After reading the entries below, copy word for word the lines from the first through the line containing "A triangle mesh.", and stop there.

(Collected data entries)
=======

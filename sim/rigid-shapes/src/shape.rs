//! The [`Shape`] wrapper shared by bodies, the narrowphase and ray casting.

#[cfg(feature = "serde")]
use serde::{Deserialize, Serialize};

use rigid_types::math::{Quat, Vec3};
use rigid_types::{Aabb, Material, Result, ShapeId};

use crate::{BoxShape, ConvexPolyhedron, Cylinder, Heightfield, Particle, Plane, Sphere, Trimesh};

/// Shape kinds, ordered by collision dispatch priority.
///
/// A pair routine always receives the shape with the smaller tag first.
#[derive(Debug, Clone, Copy, PartialEq, Eq, PartialOrd, Ord, Hash)]
#[cfg_attr(feature = "serde", derive(Serialize, Deserialize))]
pub enum ShapeKind {
    /// [`Sphere`].
    Sphere,
    /// [`Plane`].
    Plane,
    /// [`BoxShape`].
    Box,
    /// [`ConvexPolyhedron`].
    ConvexPolyhedron,
    /// [`Heightfield`].
    Heightfield,
    /// [`Particle`].
    Particle,
    /// [`Cylinder`].
    Cylinder,
    /// [`Trimesh`].
    Trimesh,
}

impl ShapeKind {
    /// Bit tag; the dispatch key of a pair is the OR of both tags.
    #[must_use]
    pub const fn tag(self) -> u32 {
        match self {
            Self::Sphere => 1,
            Self::Plane => 2,
            Self::Box => 4,
            Self::ConvexPolyhedron => 16,
            Self::Heightfield => 32,
            Self::Particle => 64,
            Self::Cylinder => 128,
            Self::Trimesh => 256,
        }
    }
}

/// Geometry of a shape.
#[derive(Debug, Clone, PartialEq)]
pub enum ShapeGeometry {
    /// A sphere.
    Sphere(Sphere),
    /// An infinite plane.
    Plane(Plane),
    /// A box.
    Box(BoxShape),
    /// A convex polyhedron.
    ConvexPolyhedron(ConvexPolyhedron),
    /// A heightfield.
    Heightfield(Heightfield),
    /// A point.
    Particle(Particle),
    /// A cylinder or cone.
    Cylinder(Cylinder),
    /// A triangle mesh.
    Trimesh(Trimesh),
}

/// A collision shape with its filtering and material settings.
///
/// The pose of a shape is owned by the body it is attached to.
#[derive(Debug, Clone, PartialEq)]
pub struct Shape {
    /// Process-unique id.
    pub id: ShapeId,
    /// Geometry.
    pub geometry: ShapeGeometry,
    /// Group bits this shape belongs to.
    pub collision_filter_group: u32,
    /// Groups this shape collides with.
    pub collision_filter_mask: u32,
    /// Whether contacts generate a solver response. Without it contacts are
    /// still detected and reported.
    pub collision_response: bool,
    /// Optional per-shape material; overrides the body material.
    pub material: Option<Material>,
}

impl Shape {
    /// Wrap a geometry with default filtering (group 1, all mask bits).
    #[must_use]
    pub fn new(geometry: ShapeGeometry) -> Self {
        Self {
            id: ShapeId::next(),
            geometry,
            collision_filter_group: 1,
            collision_filter_mask: u32::MAX,
            collision_response: true,
            material: None,
        }
    }

    /// A sphere shape.
    pub fn sphere(radius: f64) -> Result<Self> {
        Ok(Self::new(ShapeGeometry::Sphere(Sphere::new(radius)?)))
    }

    /// A plane shape.
    #[must_use]
    pub fn plane() -> Self {
        Self::new(ShapeGeometry::Plane(Plane::new()))
    }

    /// A box shape.
    pub fn cuboid(half_extents: Vec3) -> Result<Self> {
        Ok(Self::new(ShapeGeometry::Box(BoxShape::new(half_extents)?)))
    }

    /// A convex polyhedron shape.
    pub fn convex(vertices: Vec<Vec3>, faces: Vec<Vec<usize>>) -> Result<Self> {
        Ok(Self::new(ShapeGeometry::ConvexPolyhedron(
            ConvexPolyhedron::new(vertices, faces)?,
        )))
    }

    /// A cylinder shape.
    pub fn cylinder(
        radius_top: f64,
        radius_bottom: f64,
        height: f64,
        segments: usize,
    ) -> Result<Self> {
        Ok(Self::new(ShapeGeometry::Cylinder(Cylinder::new(
            radius_top,
            radius_bottom,
            height,
            segments,
        )?)))
    }

    /// A heightfield shape.
    pub fn heightfield(data: Vec<Vec<f64>>, element_size: f64) -> Result<Self> {
        Ok(Self::new(ShapeGeometry::Heightfield(Heightfield::new(
            data,
            element_size,
        )?)))
    }

    /// A particle shape.
    #[must_use]
    pub fn particle() -> Self {
        Self::new(ShapeGeometry::Particle(Particle::new()))
    }

    /// A triangle mesh shape.
    pub fn trimesh(vertices: Vec<Vec3>, indices: Vec<[usize; 3]>) -> Result<Self> {
        Ok(Self::new(ShapeGeometry::Trimesh(Trimesh::new(vertices, indices)?)))
    }

    /// Set collision group and mask.
    #[must_use]
    pub fn with_collision_filter(mut self, group: u32, mask: u32) -> Self {
        self.collision_filter_group = group;
        self.collision_filter_mask = mask;
        self
    }

    /// Enable or disable the contact response.
    #[must_use]
    pub fn with_collision_response(mut self, response: bool) -> Self {
        self.collision_response = response;
        self
    }

    /// Attach a material.
    #[must_use]
    pub fn with_material(mut self, material: Material) -> Self {
        self.material = Some(material);
        self
    }

    /// The kind of geometry.
    #[must_use]
    pub fn kind(&self) -> ShapeKind {
        match &self.geometry {
            ShapeGeometry::Sphere(_) => ShapeKind::Sphere,
            ShapeGeometry::Plane(_) => ShapeKind::Plane,
            ShapeGeometry::Box(_) => ShapeKind::Box,
            ShapeGeometry::ConvexPolyhedron(_) => ShapeKind::ConvexPolyhedron,
            ShapeGeometry::Heightfield(_) => ShapeKind::Heightfield,
            ShapeGeometry::Particle(_) => ShapeKind::Particle,
            ShapeGeometry::Cylinder(_) => ShapeKind::Cylinder,
            ShapeGeometry::Trimesh(_) => ShapeKind::Trimesh,
        }
    }

    /// The polyhedron behind a box, convex or cylinder shape.
    #[must_use]
    pub fn as_convex(&self) -> Option<&ConvexPolyhedron> {
        match &self.geometry {
            ShapeGeometry::Box(b) => Some(b.convex()),
            ShapeGeometry::ConvexPolyhedron(c) => Some(c),
            ShapeGeometry::Cylinder(c) => Some(c.convex()),
            _ => None,
        }
    }

    /// Radius of a sphere around the local origin enclosing the shape.
    #[must_use]
    pub fn bounding_sphere_radius(&self) -> f64 {
        match &self.geometry {
            ShapeGeometry::Sphere(s) => s.radius,
            ShapeGeometry::Plane(_) => f64::MAX,
            ShapeGeometry::Box(b) => b.bounding_sphere_radius(),
            ShapeGeometry::ConvexPolyhedron(c) => c.bounding_sphere_radius(),
            ShapeGeometry::Heightfield(h) => h.bounding_sphere_radius(),
            ShapeGeometry::Particle(_) => 0.0,
            ShapeGeometry::Cylinder(c) => c.convex().bounding_sphere_radius(),
            ShapeGeometry::Trimesh(t) => t.bounding_sphere_radius(),
        }
    }

    /// Enclosed volume. Planes and heightfields report `f64::MAX`.
    #[must_use]
    pub fn volume(&self) -> f64 {
        match &self.geometry {
            ShapeGeometry::Sphere(s) => s.volume(),
            ShapeGeometry::Plane(_) => f64::MAX,
            ShapeGeometry::Box(b) => b.volume(),
            ShapeGeometry::ConvexPolyhedron(c) => c.volume(),
            ShapeGeometry::Heightfield(h) => h.volume(),
            ShapeGeometry::Particle(_) => 0.0,
            ShapeGeometry::Cylinder(c) => c.volume(),
            ShapeGeometry::Trimesh(t) => t.volume().abs(),
        }
    }

    /// Principal moments of inertia for a given mass, about the shape origin.
    #[must_use]
    pub fn calculate_local_inertia(&self, mass: f64) -> Vec3 {
        match &self.geometry {
            ShapeGeometry::Sphere(s) => s.calculate_local_inertia(mass),
            ShapeGeometry::Plane(_) | ShapeGeometry::Heightfield(_) | ShapeGeometry::Particle(_) => {
                Vec3::zeros()
            }
            ShapeGeometry::Box(b) => b.calculate_local_inertia(mass),
            ShapeGeometry::ConvexPolyhedron(c) => c.calculate_local_inertia(mass),
            ShapeGeometry::Cylinder(c) => c.calculate_local_inertia(mass),
            ShapeGeometry::Trimesh(t) => t.calculate_local_inertia(mass),
        }
    }

    /// Bounding box at a world pose.
    #[must_use]
    pub fn calculate_world_aabb(&self, position: &Vec3, quaternion: &Quat) -> Aabb {
        match &self.geometry {
            ShapeGeometry::Sphere(s) => s.calculate_world_aabb(position, quaternion),
            ShapeGeometry::Plane(p) => p.calculate_world_aabb(position, quaternion),
            ShapeGeometry::Box(b) => b.calculate_world_aabb(position, quaternion),
            ShapeGeometry::ConvexPolyhedron(c) => c.calculate_world_aabb(position, quaternion),
            ShapeGeometry::Heightfield(h) => h.calculate_world_aabb(position, quaternion),
            ShapeGeometry::Particle(p) => p.calculate_world_aabb(position, quaternion),
            ShapeGeometry::Cylinder(c) => c.calculate_world_aabb(position, quaternion),
            ShapeGeometry::Trimesh(t) => t.calculate_world_aabb(position, quaternion),
        }
    }
}

#[cfg(test)]
#[allow(clippy::unwrap_used, clippy::expect_used, clippy::float_cmp)]
mod tests {
    use super::*;

    #[test]
    fn test_tags_follow_dispatch_order() {
        let kinds = [
            ShapeKind::Sphere,
            ShapeKind::Plane,
            ShapeKind::Box,
            ShapeKind::ConvexPolyhedron,
            ShapeKind::Heightfield,
            ShapeKind::Particle,
            ShapeKind::Cylinder,
            ShapeKind::Trimesh,
        ];
        for pair in kinds.windows(2) {
            assert!(pair[0] < pair[1]);
            assert!(pair[0].tag() < pair[1].tag());
        }
    }

    #[test]
    fn test_defaults_and_builders() {
        let s = Shape::sphere(1.0)
            .unwrap()
            .with_collision_filter(2, 4)
            .with_collision_response(false);
        assert_eq!(s.kind(), ShapeKind::Sphere);
        assert_eq!((s.collision_filter_group, s.collision_filter_mask), (2, 4));
        assert!(!s.collision_response);
        assert!(s.as_convex().is_none());

        let b = Shape::cuboid(Vec3::repeat(0.5)).unwrap();
        assert_eq!(b.collision_filter_mask, u32::MAX);
        assert!(b.as_convex().is_some());
        assert_ne!(s.id, b.id);
    }

    #[test]
    fn test_plane_is_unbounded() {
        let p = Shape::plane();
        assert_eq!(p.bounding_sphere_radius(), f64::MAX);
        assert_eq!(p.calculate_local_inertia(1.0), Vec3::zeros());
    }
}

=======

** Completed task **
filename sim/rigid-shapes/src/shape.rs
//! The [`Shape`] wrapper shared by bodies, the narrowphase and ray casting.

#[cfg(feature = "serde")]
use serde::{Deserialize, Serialize};

use rigid_types::math::{Quat, Vec3};
use rigid_types::{Aabb, Material, Result, ShapeId};

use crate::{BoxShape, ConvexPolyhedron, Cylinder, Heightfield, Particle, Plane, Sphere, Trimesh};

/// Shape kinds, ordered by collision dispatch priority.
///
/// A pair routine always receives the shape with the smaller tag first.
#[derive(Debug, Clone, Copy, PartialEq, Eq, PartialOrd, Ord, Hash)]
#[cfg_attr(feature = "serde", derive(Serialize, Deserialize))]
pub enum ShapeKind {
    /// [`Sphere`].
    Sphere,
    /// [`Plane`].
    Plane,
    /// [`BoxShape`].
    Box,
    /// [`ConvexPolyhedron`].
    ConvexPolyhedron,
    /// [`Heightfield`].
    Heightfield,
    /// [`Particle`].
    Particle,
    /// [`Cylinder`].
    Cylinder,
    /// [`Trimesh`].
    Trimesh,
}

impl ShapeKind {
    /// Bit tag; the dispatch key of a pair is the OR of both tags.
    #[must_use]
    pub const fn tag(self) -> u32 {
        match self {
            Self::Sphere => 1,
            Self::Plane => 2,
            Self::Box => 4,
            Self::ConvexPolyhedron => 16,
            Self::Heightfield => 32,
            Self::Particle => 64,
            Self::Cylinder => 128,
            Self::Trimesh => 256,
        }
    }
}

/// Geometry of a shape.
#[derive(Debug, Clone, PartialEq)]
pub enum ShapeGeometry {
    /// A sphere.
    Sphere(Sphere),
    /// An infinite plane.
    Plane(Plane),
    /// A box.
    Box(BoxShape),
    /// A convex polyhedron.
    ConvexPolyhedron(ConvexPolyhedron),
    /// A heightfield.
    Heightfield(Heightfield),
    /// A point.
    Particle(Particle),
    /// A cylinder or cone.
    Cylinder(Cylinder),
    /// A triangle mesh.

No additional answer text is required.